My regrets, circle around women that I should have and could have been kinder and more considerate of. I know that sounds condescending, and don't meant it to, and in retrospect, the same could be said of others in regard to their treatment of myself.
Lets face it, we could all be kinder and more considerate of others.
Thank you for sharing. Yes, we’ve all definitely had moments where we could have been more kind and compassionate towards others. It’s all a part of the learning process in life. I hope you’re doing better now.
I regret not learning how to socialize when I was younger... maybe I wouldn't be so lonely now.
I can definitely relate to you on that, especially as an only-child
Being born. And i don't believe it was a voluntary action on my side.
Thank u for sharing! Your answer made me feel pretty sad cause I also sometimes tell myself the same thing…why was I even born…. I didn’t choose to be here…blabla…but I realized, what’s the point of sitting and thinking these thoughts when you could just make the most of this experience called life. Life is as sad/boring as we make it. Ask yourself, whats something you’ve always wanted to do? Is there a trip you’ve always wanted to take? Go out there and find something to bring a smile onto your face.
Essentially the things that I want are locked behind prices and I was born penniless. Still working on getting multiple revenue sources and becoming upper middle class.
Can't do anything at all without money. Even getting a girlfriend.
You have a point though. Relish what we can and that is not with alcohol or extreme drugs.
I dont experience "regret"..👀 BUT I can cognitivly understand some stuff I've done wasen't good. Loosing my virgintiy before marrige is problaby the biggest one. Although there are some other stuff that would make your jaw dropped..
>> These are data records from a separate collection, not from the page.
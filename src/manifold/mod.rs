//! Sparse multi-hot trait accumulator.
//!
//! The manifold is pure bookkeeping: every answered question calls
//! [`TraitManifold::record`] once with the chosen option's trait activations
//! and the question's context. Nothing is normalized, clamped or validated.
//!
//! ## Layout
//!
//! - **Sparse vector**: trait → activations in response order
//! - **Context profiles**: context → (trait → accumulated strength)
//! - **Co-occurrence**: canonical pair → number of responses activating both
//!
//! First-seen order of traits, contexts and pairs is tracked alongside the
//! hash maps. Every ranking built on top of the manifold breaks ties by that
//! order, so two manifolds fed the same responses rank identically.
//!
//! A manifold belongs to exactly one session. It holds no locks; hosts
//! running many sessions give each its own instance.

pub mod pair;

use hashbrown::HashMap;

use crate::model::{Activation, SituationalContext, TraitId};
pub use pair::PairKey;

// ============================================================================
// TraitManifold
// ============================================================================

/// Session-scoped sparse accumulator of trait activations.
#[derive(Debug, Clone, Default)]
pub struct TraitManifold {
    sparse_vector: HashMap<TraitId, Vec<Activation>>,
    context_profiles: HashMap<SituationalContext, HashMap<TraitId, f64>>,
    co_occurrence: HashMap<PairKey, u32>,
    /// Traits in first-seen order.
    trait_order: Vec<TraitId>,
    /// Non-empty contexts in first-seen order.
    context_order: Vec<SituationalContext>,
    /// Pairs in first-seen order.
    pair_order: Vec<PairKey>,
    response_count: usize,
}

impl TraitManifold {
    pub fn new() -> Self {
        Self::default()
    }

    /// Record one answered question.
    ///
    /// Appends an [`Activation`] per `(trait, strength)`, adds the strength
    /// to the context bucket when `context` is non-empty, and increments
    /// the counter of every distinct pair of traits in this call.
    pub fn record<I, T>(&mut self, activations: I, context: SituationalContext)
    where
        I: IntoIterator<Item = (T, f64)>,
        T: Into<TraitId>,
    {
        let mut present: Vec<TraitId> = Vec::new();

        for (trait_id, strength) in activations {
            let trait_id = trait_id.into();

            if !self.sparse_vector.contains_key(&trait_id) {
                self.trait_order.push(trait_id.clone());
            }
            self.sparse_vector
                .entry(trait_id.clone())
                .or_default()
                .push(Activation::new(trait_id.clone(), strength, context));

            if !context.is_empty() {
                if !self.context_profiles.contains_key(&context) {
                    self.context_order.push(context);
                }
                *self.context_profiles
                    .entry(context)
                    .or_default()
                    .entry(trait_id.clone())
                    .or_insert(0.0) += strength;
            }

            if !present.contains(&trait_id) {
                present.push(trait_id);
            }
        }

        // C(k, 2) increments; k is the handful of traits one option activates.
        for (i, a) in present.iter().enumerate() {
            for b in &present[i + 1..] {
                let Some(key) = PairKey::new(a, b) else { continue };
                match self.co_occurrence.get_mut(&key) {
                    Some(count) => *count += 1,
                    None => {
                        self.pair_order.push(key.clone());
                        self.co_occurrence.insert(key, 1);
                    }
                }
            }
        }

        self.response_count += 1;
        tracing::trace!(
            traits = present.len(),
            %context,
            responses = self.response_count,
            "recorded response"
        );
    }

    // ========================================================================
    // Queries
    // ========================================================================

    /// Strength accumulated for `trait_id` in exactly `context` (0 if absent).
    pub fn contextual_strength(&self, trait_id: &str, context: SituationalContext) -> f64 {
        self.context_profiles
            .get(&context)
            .and_then(|profile| profile.get(trait_id))
            .copied()
            .unwrap_or(0.0)
    }

    /// Sum of every activation strength recorded for `trait_id`.
    pub fn total_strength(&self, trait_id: &str) -> f64 {
        self.activations(trait_id).iter().map(|a| a.strength).sum()
    }

    pub fn activation_count(&self, trait_id: &str) -> usize {
        self.activations(trait_id).len()
    }

    /// Activations of one trait in response order.
    pub fn activations(&self, trait_id: &str) -> &[Activation] {
        self.sparse_vector.get(trait_id).map_or(&[], Vec::as_slice)
    }

    /// Number of responses that activated both traits. Order-insensitive.
    pub fn co_occurrence(&self, a: &str, b: &str) -> u32 {
        PairKey::new(&TraitId::from(a), &TraitId::from(b))
            .and_then(|key| self.co_occurrence.get(&key).copied())
            .unwrap_or(0)
    }

    /// Empirical P(`b` fires | `a` fires) = co-occurrence(a, b) / activations(a).
    ///
    /// Asymmetric in general; 0 when the pair was never observed.
    pub fn co_activation_probability(&self, a: &str, b: &str) -> f64 {
        let count = self.co_occurrence(a, b);
        let base = self.activation_count(a);
        if count == 0 || base == 0 {
            return 0.0;
        }
        f64::from(count) / base as f64
    }

    /// Traits in first-seen order.
    pub fn traits(&self) -> &[TraitId] {
        &self.trait_order
    }

    /// Non-empty contexts in first-seen order.
    pub fn contexts(&self) -> &[SituationalContext] {
        &self.context_order
    }

    /// Observed pairs with their counts, in first-seen order.
    pub fn pairs(&self) -> impl Iterator<Item = (&PairKey, u32)> + '_ {
        self.pair_order
            .iter()
            .map(|key| (key, self.co_occurrence.get(key).copied().unwrap_or(0)))
    }

    pub fn sparse_vector(&self) -> &HashMap<TraitId, Vec<Activation>> {
        &self.sparse_vector
    }

    pub fn pair_counts(&self) -> &HashMap<PairKey, u32> {
        &self.co_occurrence
    }

    pub fn context_profiles(&self) -> &HashMap<SituationalContext, HashMap<TraitId, f64>> {
        &self.context_profiles
    }

    /// Number of `record` calls so far.
    pub fn response_count(&self) -> usize {
        self.response_count
    }

    pub fn is_empty(&self) -> bool {
        self.response_count == 0
    }
}

// ============================================================================
// Tests
// ============================================================================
Not talking to that cute girl in high school. Too nervous and more like a sheep instead of a tiger. :c
i don't regret anything, everything I've been through and that has happened build my character, i wouldn't change a thing
honestly i never did anything so terrible that i regret doing. i did some stupid shit that i would have been better off not doing in hindsight. but not to the point i "regret".
Gaslighting myself so many times, manipulated my own mind until i developed a disorder called borderline personality disorder!!
Sorry to hear that 🙁
Haha it's ok don't worry
Nothing really.
I regret some things I have not done, but that's another can of worms.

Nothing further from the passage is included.